▶ **ASSIGNMENT**
Extract, from the records beneath this instruction, each line that contains the word "Credentials".

▶ **RECORDED INFORMATION**
Start of Block

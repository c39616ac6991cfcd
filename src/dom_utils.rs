//! dom_utils.rs – thin helpers for DOM checks the shortcut layer needs.

use wasm_bindgen::JsCast;
use web_sys::{Element, HtmlElement};

/// True when `el` is somewhere the user types: an input, a textarea, or any
/// content-editable element. Global shortcuts stay quiet there.
pub fn is_input_area(el: &Element) -> bool {
    let tag = el.node_name();
    if tag == "INPUT" || tag == "TEXTAREA" {
        return true;
    }
    el.dyn_ref::<HtmlElement>()
        .map_or(false, |el| el.is_content_editable())
}
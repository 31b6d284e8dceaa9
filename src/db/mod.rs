//! Access to the workflow database
//!
//! [`DeployerApi`] is the remote contract of the deployer API procedures.
//! [`Connector`] opens the single connection a run works with.

pub mod models;
pub mod operations;

#[cfg(test)]
pub(crate) mod mock;

use async_trait::async_trait;

use crate::args::Credentials;
use crate::errors::DeployerResult;
use models::{DeploymentId, RemoteCallResult, WorkflowFile};

/// Calls offered by the deployer API, issued one at a time
#[async_trait]
pub trait DeployerApi: Send {
    /// Remove files staged by previous, possibly incomplete, uploads
    async fn purge_workflow_files(&mut self) -> DeployerResult<RemoteCallResult>;

    /// Reserve the identifier for a new deployment
    async fn next_deployment_id(&mut self) -> DeployerResult<DeploymentId>;

    /// Stage raw file texts under `deployment`, returns the number of rows written
    async fn insert_workflow_files(
        &mut self,
        deployment: DeploymentId,
        files: &[WorkflowFile],
        user_name: &str,
    ) -> DeployerResult<u64>;

    /// Convert the staged texts into the structured workflow representation
    async fn convert_workflow_files(
        &mut self,
        deployment: DeploymentId,
    ) -> DeployerResult<RemoteCallResult>;

    async fn validate_workflow(&mut self, deployment: DeploymentId)
        -> DeployerResult<RemoteCallResult>;

    async fn deploy_workflow(
        &mut self,
        deployment: DeploymentId,
        description: &str,
    ) -> DeployerResult<RemoteCallResult>;

    /// Close the underlying connection
    async fn close(self) -> DeployerResult<()>;
}

/// Opens connections to the deployer API
#[async_trait]
pub trait Connector: Sync {
    type Api: DeployerApi;

    async fn connect(&self, credentials: &Credentials) -> DeployerResult<Self::Api>;
}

End of Block

▶ **OUTPUT BELOW**
use crate::args::Credentials;
    async fn connect(&self, credentials: &Credentials) -> DeployerResult<Self::Api>;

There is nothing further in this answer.